Pierre Ferrand Ten Générations

Another maverick Cognac producer, it’s Master of Malt blog regular Alexandre Gabriel. He’s delved into the history books and discovered that it was once common to use wine barrels to age the spirit. The Sauternes casks give this a subtle honeyed sweetness. No wonder it’s proved such a hit with bartenders. 

What does it taste like?

Honey, shortbread and citrus fruits. If you use this, you will never have a better Brandy and Soda, especially with a dash of orange bitters. 


Seven Tails XO Brandy

It’s a French brandy so is it a Cognac or an Armagnac? Well, it’s both and neither. This brandy is aimed squarely at bartenders and blended for maximum flavour to pound ratio using brandies from Cognac and Armagnac, as well as French spirits from outside those illustrious regions. It’s one of the very best brandies under £50.

What does it taste like?

Toasted fruitcake, with walnut, black pepper, almond and a little chocolate. Use in place of rye in a Sazerac or put it into the booze soup that is the Vieux Carre.


Baron de Sigognac VS

While Cognac is made in vast quantities by multinationals, Armagnac is often made by farmers. Consequently, there aren’t really any big brands. In Britain, Baron de Sigognac is probably the best distributed. Luckily, it’s excellent across the board including rare vintages, a super 20 year old built for sipping and this VS which offers incredible richness for money. 

What does it taste like?

Big and spicy, with cooked apple fruit, crème brûlée notes, and a long finish. Makes a great Brandy Sour but it’s also good enough to appreciate on its own. 

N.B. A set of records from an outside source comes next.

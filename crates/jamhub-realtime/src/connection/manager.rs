//! Connection manager: handles connection lifecycle and routes inbound frames.

use std::sync::Arc;

use tokio::sync::mpsc;
use tracing::{debug, info, warn};

use jamhub_core::config::RealtimeConfig;
use jamhub_core::error::{AppError, ErrorKind};
use jamhub_core::types::Identity;
use jamhub_service::SessionLifecycle;

use crate::dispatcher::CommandDispatcher;
use crate::message::types::{InboundMessage, OutboundMessage};
use crate::message::{builder, validator};
use crate::metrics::RealtimeMetrics;

use super::handle::{ConnectionHandle, ConnectionId};
use super::heartbeat::HeartbeatConfig;
use super::pool::ConnectionPool;

/// Manages all active WebSocket connections.
#[derive(Debug)]
pub struct ConnectionManager {
    /// Connection pool.
    pool: Arc<ConnectionPool>,
    /// Command routing.
    dispatcher: CommandDispatcher,
    /// Session lifecycle, for implicit disconnects.
    lifecycle: Arc<SessionLifecycle>,
    /// Metrics.
    metrics: Arc<RealtimeMetrics>,
    /// Configuration.
    config: RealtimeConfig,
}

impl ConnectionManager {
    /// Creates a new connection manager.
    pub fn new(
        config: RealtimeConfig,
        pool: Arc<ConnectionPool>,
        dispatcher: CommandDispatcher,
        lifecycle: Arc<SessionLifecycle>,
        metrics: Arc<RealtimeMetrics>,
    ) -> Self {
        Self {
            pool,
            dispatcher,
            lifecycle,
            metrics,
            config,
        }
    }

    /// Registers a new authenticated connection.
    ///
    /// Returns the connection handle and a receiver for outbound frames. The
    /// first frame queued is `connected`.
    pub fn register(&self, identity: Identity) -> (Arc<ConnectionHandle>, mpsc::Receiver<String>) {
        let (tx, rx) = mpsc::channel(self.config.channel_buffer_size.max(1));
        let handle = Arc::new(ConnectionHandle::new(identity.clone(), tx));

        let existing = self.pool.connections_of(&identity);
        let max = self.config.max_connections_per_identity.max(1);
        if existing.len() >= max {
            warn!(
                identity = %identity,
                count = existing.len(),
                max,
                "Identity at max connections, evicting oldest"
            );
            for oldest in existing.iter().take(existing.len() + 1 - max) {
                if self.pool.remove(&oldest.id).is_some() {
                    oldest.mark_dead();
                    self.metrics.connection_closed();
                }
            }
        }

        self.pool.add(Arc::clone(&handle));
        self.metrics.connection_opened();

        self.send_to(
            &handle,
            &OutboundMessage::Connected {
                identity: identity.clone(),
            },
        );

        info!(conn_id = %handle.id, identity = %identity, "WebSocket connection registered");
        (handle, rx)
    }

    /// Unregisters a connection.
    ///
    /// When it was the identity's last connection the identity is
    /// disconnected from its jam.
    pub async fn unregister(&self, conn_id: &ConnectionId) {
        let Some(handle) = self.pool.remove(conn_id) else {
            return;
        };
        handle.mark_dead();
        self.metrics.connection_closed();

        info!(conn_id = %conn_id, identity = %handle.identity, "WebSocket connection unregistered");

        if self.pool.is_connected(&handle.identity) {
            return;
        }
        if let Err(e) = self.lifecycle.handle_disconnect(&handle.identity).await {
            warn!(
                identity = %handle.identity,
                error = %e,
                "Failed to detach disconnected identity from its jam"
            );
        }
    }

    /// Processes an inbound text frame from a client.
    pub async fn handle_inbound(&self, conn_id: &ConnectionId, raw_message: &str) {
        let Some(handle) = self.pool.get(conn_id) else {
            warn!(conn_id = %conn_id, "Message from unknown connection");
            return;
        };

        handle.touch().await;
        self.metrics.message_received();

        let message = match validator::parse_inbound(raw_message, self.config.max_message_bytes) {
            Ok(m) => m,
            Err(e) => {
                debug!(conn_id = %conn_id, error = %e, "Rejected inbound frame");
                self.send_error(&handle, &e);
                return;
            }
        };

        if let InboundMessage::Pong { .. } = message {
            handle.record_pong().await;
            return;
        }

        let command = message.name();
        match self.dispatcher.dispatch(&handle.identity, message).await {
            Ok(Some(reply)) => self.send_to(&handle, &reply),
            Ok(None) => {}
            Err(e) => {
                match e.kind {
                    ErrorKind::Unavailable | ErrorKind::Timeout | ErrorKind::Internal => warn!(
                        conn_id = %conn_id,
                        identity = %handle.identity,
                        command,
                        error = %e,
                        "Command failed"
                    ),
                    _ => debug!(
                        conn_id = %conn_id,
                        identity = %handle.identity,
                        command,
                        error = %e,
                        "Command rejected"
                    ),
                }
                self.send_error(&handle, &e);
            }
        }
    }

    /// Record a transport-level pong.
    pub async fn record_pong(&self, conn_id: &ConnectionId) {
        if let Some(handle) = self.pool.get(conn_id) {
            handle.record_pong().await;
        }
    }

    fn send_error(&self, handle: &ConnectionHandle, err: &AppError) {
        self.metrics.error_sent();
        self.send_to(handle, &builder::build_error(err));
    }

    fn send_to(&self, handle: &ConnectionHandle, message: &OutboundMessage) {
        if let Some(frame) = builder::encode(message) {
            let sent = handle.send(frame);
            self.metrics
                .record_delivery(u64::from(sent), u64::from(!sent));
        }
    }

    /// Marks every connection dead so their socket loops exit.
    pub fn close_all(&self) {
        let all = self.pool.all_connections();
        for conn in &all {
            conn.mark_dead();
        }
        info!(count = all.len(), "All connections closed");
    }

    /// Returns the total connection count.
    pub fn connection_count(&self) -> usize {
        self.pool.connection_count()
    }

    /// Returns the number of connected identities.
    pub fn identity_count(&self) -> usize {
        self.pool.identity_count()
    }

    /// Heartbeat settings for new connections.
    pub fn heartbeat_config(&self) -> HeartbeatConfig {
        HeartbeatConfig::from(&self.config)
    }

    /// Returns a reference to the connection pool.
    pub fn pool(&self) -> &Arc<ConnectionPool> {
        &self.pool
    }
}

Roger Groult Réserve Calvados

Calvados, apple brandy from Normandy, is one of France’s lesser known spirits and yet there’s a quiet revival going on in the region. Sales are climbing steadily and new producers are getting involved. If you want to see what the fuss is about, this three year old version from one of the region’s stalwarts is a great place to start. 

What does it taste like?

Pear drops and honey, with fresh green apples, mint and pine nuts. It’s got the character to work in a Diamondback, a mixture of rye, apple brandy and yellow Chartreuse. 


Somerset Cider Brandy VSOP

Somerset cider maker Julian Temperley (see header) revived the great English tradition of making apple brandy in the 1980s. He used traditional Calvados equipment, in this case a 70 year old continuous still called Josephine, but made with West Country cider apples and ages them in small oak casks to make something distinctly English. 

What does it taste like?

Delicate fresh fruity notes fade into a rich, nutty finish. This would be a great one to with the cheeseboard especially if you’ve got a nice piece of farmhouse cheddar.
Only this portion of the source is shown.